# Report
## Algorithm
For the algorithm a standard DQN was chosen with a seperate target network and replay memory according to the original [DQN paper](https://storage.googleapis.com/deepmind-media/dqn/DQNNaturePaper.pdf). Additionally this algorithm implemented batch learning. The official [pytorch documentation](https://pytorch.org/tutorials/intermediate/reinforcement_q_learning.html) was chosen as a tutorial and adjusted to this environment.
## Neural Network
The neural network used has an input layer of size 37 for the 37 observations the environment returns, an output layer of size 4 for the 4 available actions and a one or multiple variable sized hidden layers.
### Hidden layers
The task should not require more than one or two hidden layers. Both one and two layer neural networks achieved an average reward of +10 over 100 consecutive episodes, however the two layer network only achieved these performances after 1000 episodes while the one layer only took 200. Additionally the two layer network had a disk size of 1MB while the one layer network only requires 20KB. So in conclusion the single layer network is preferable.
### Number of neurons
The standard number of neurons choosen for the hidden layer was 128, a lower number of neurons seemed to have negative effects on the agents performance.
## Agent
### batch size
The batch size describes how many experiences the agent will pull out of memory to learn from at a time.
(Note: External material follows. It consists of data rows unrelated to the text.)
//! Node Manager Mode API conventions, kept as versioned configuration.
//!
//! Paths, field names and status words vary between node releases, so they
//! live in `[node_api]` rather than in code.

use serde::{Deserialize, Serialize};

/// Placeholder replaced by the confirmation reference in `status_path`.
pub const REF_PLACEHOLDER: &str = "{ref}";

#[derive(Debug, Clone, PartialEq, Eq, Serialize, Deserialize)]
#[serde(default)]
pub struct NodeApiSchema {
    /// Schema version, sent as the `version` request field.
    pub version: u32,
    pub info_path: String,
    pub assign_path: String,
    /// Status endpoint with a `{ref}` placeholder. Empty means the node
    /// settles synchronously and an accepted submission is final.
    pub status_path: String,
    pub content_type: String,
    pub request: RequestFields,
    pub response: ResponseFields,
    pub status: StatusWords,
}

impl Default for NodeApiSchema {
    fn default() -> Self {
        Self {
            version: 1,
            info_path: "/info".to_string(),
            assign_path: "/manager/assign".to_string(),
            status_path: "/manager/assignment/{ref}".to_string(),
            content_type: "application/json".to_string(),
            request: RequestFields::default(),
            response: ResponseFields::default(),
            status: StatusWords::default(),
        }
    }
}

impl NodeApiSchema {
    pub fn has_status_endpoint(&self) -> bool {
        !self.status_path.is_empty()
    }

    pub fn status_path_for(&self, reference: &str) -> Option<String> {
        self.has_status_endpoint()
            .then(|| self.status_path.replace(REF_PLACEHOLDER, reference))
    }

    pub fn validate(&self) -> Result<(), String> {
        for (name, path) in [("info_path", &self.info_path), ("assign_path", &self.assign_path)] {
            if !path.starts_with('/') {
                return Err(format!("node_api.{name} must start with '/'"));
            }
        }
        if self.has_status_endpoint() {
            let path = &self.status_path;
            if !path.starts_with('/') {
                return Err("node_api.status_path must start with '/'".to_string());
            }
            if !path.contains(REF_PLACEHOLDER) {
                return Err(format!("node_api.status_path must contain {REF_PLACEHOLDER}"));
            }
        }
        if self.content_type.trim().is_empty() {
            return Err("node_api.content_type must not be empty".to_string());
        }
        if self.status.accepted.is_empty() {
            return Err("node_api.status.accepted must list at least one word".to_string());
        }
        Ok(())
    }
}

/// Field names of the submission body.
#[derive(Debug, Clone, PartialEq, Eq, Serialize, Deserialize)]
#[serde(default)]
pub struct RequestFields {
    pub version: String,
    pub message: String,
    pub signature: String,
    pub signer: String,
    pub credential: String,
    pub network: String,
}

impl Default for RequestFields {
    fn default() -> Self {
        Self {
            version: "version".to_string(),
            message: "message".to_string(),
            signature: "signature".to_string(),
            signer: "address".to_string(),
            credential: "license_anfe".to_string(),
            network: "network".to_string(),
        }
    }
}

/// Field names read from node responses.
#[derive(Debug, Clone, PartialEq, Eq, Serialize, Deserialize)]
#[serde(default)]
pub struct ResponseFields {
    pub node_id: String,
    pub nonce: String,
    pub network: String,
    /// Boolean acceptance marker.
    pub accepted: String,
    /// Status word, matched against `StatusWords`.
    pub status: String,
    pub confirmation: String,
    pub reason: String,
}

impl Default for ResponseFields {
    fn default() -> Self {
        Self {
            node_id: "node_id".to_string(),
            nonce: "nonce".to_string(),
            network: "network".to_string(),
            accepted: "accepted".to_string(),
            status: "status".to_string(),
            confirmation: "confirmation".to_string(),
            reason: "reason".to_string(),
        }
    }
}

/// Status words, compared case-insensitively.
#[derive(Debug, Clone, PartialEq, Eq, Serialize, Deserialize)]
#[serde(default)]
pub struct StatusWords {
    pub accepted: Vec<String>,
    pub pending: Vec<String>,
    pub rejected: Vec<String>,
}

impl Default for StatusWords {
    fn default() -> Self {
        Self {
            accepted: vec!["accepted".into(), "assigned".into(), "ok".into(), "success".into()],
            pending: vec!["pending".into(), "processing".into(), "queued".into()],
            rejected: vec!["rejected".into(), "denied".into(), "failed".into()],
        }
    }
}

/// Classification of a status word.
#[derive(Debug, Clone, Copy, PartialEq, Eq)]
pub enum StatusClass {
    Accepted,
    Pending,
    Rejected,
    Unknown,
}

impl StatusWords {
    pub fn classify(&self, word: &str) -> StatusClass {
        let matches = |list: &[String]| list.iter().any(|w| w.eq_ignore_ascii_case(word.trim()));
        if matches(&self.pending) {
            StatusClass::Pending
        } else if matches(&self.accepted) {
            StatusClass::Accepted
        } else if matches(&self.rejected) {
            StatusClass::Rejected
        } else {
            StatusClass::Unknown
        }
    }
}

#[cfg(test)]
mod tests {
    use super::*;

    #[test]
    fn test_default_schema_is_valid() {
        let schema = NodeApiSchema::default();
        assert!(schema.validate().is_ok());
        assert_eq!(
            schema.status_path_for("abc").as_deref(),
            Some("/manager/assignment/abc")
        );
    }

    #[test]
    fn test_status_path_requires_placeholder() {
        let schema = NodeApiSchema {
            status_path: "/manager/assignment".into(),
            ..Default::default()
        };
        assert!(schema.validate().is_err());

        let schema = NodeApiSchema {
            status_path: String::new(),
            ..Default::default()
        };
        assert!(schema.validate().is_ok());
        assert!(schema.status_path_for("abc").is_none());
    }

    #[test]
    fn test_relative_path_rejected() {
        let schema = NodeApiSchema {
            assign_path: "manager/assign".into(),
            ..Default::default()
        };
        assert!(schema.validate().is_err());
    }

    #[test]
    fn test_status_classification() {
        let words = StatusWords::default();
        assert_eq!(words.classify("ACCEPTED"), StatusClass::Accepted);
        assert_eq!(words.classify("pending"), StatusClass::Pending);
        assert_eq!(words.classify(" denied "), StatusClass::Rejected);
        assert_eq!(words.classify("weird"), StatusClass::Unknown);
    }

    #[test]
    fn test_partial_toml_uses_defaults() {
        let schema: NodeApiSchema = serde_json::from_str(
            r#"{"assign_path": "/v2/assign", "response": {"reason": "error"}}"#,
        )
        .unwrap();
        assert_eq!(schema.assign_path, "/v2/assign");
        assert_eq!(schema.info_path, "/info");
        assert_eq!(schema.response.reason, "error");
        assert_eq!(schema.response.node_id, "node_id");
    }
}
Organizing the learning in batches ensures that the agent learns from a batch of experiences that represent the environment as whole instead of a single experience that might be highly unlikely in general. A batch size of 132 was chosen for most attempts.
### gamma
Gamma is the discount rate and indicates how strongly the agent cares about the future. As this is a task with dense reward a smaller gamma should suffice, because the agent can usually reach a reward with a few actions. Both 0.9 and 0.99 were tested.
### epsilon
Without random exploration the agent would become too scared of blue bananas and instead of moving turn in circles. To encourage it to find the reward the yellow bananas give random exploration is needed. A small put constant value seems to be perfect for this environment.
### epsilon decay
Epsilon decay is useful in many environments where the agent needs to initially explore the environment to find an optimal policy. However in this case the environment states are not highly dependent on each other, so initial exploration is not needed. Testing showed that epsilon decay was counterproductive in the beginning and the agent only really started to learn once epsilon decayed to it's final value. See [model 1](#model1).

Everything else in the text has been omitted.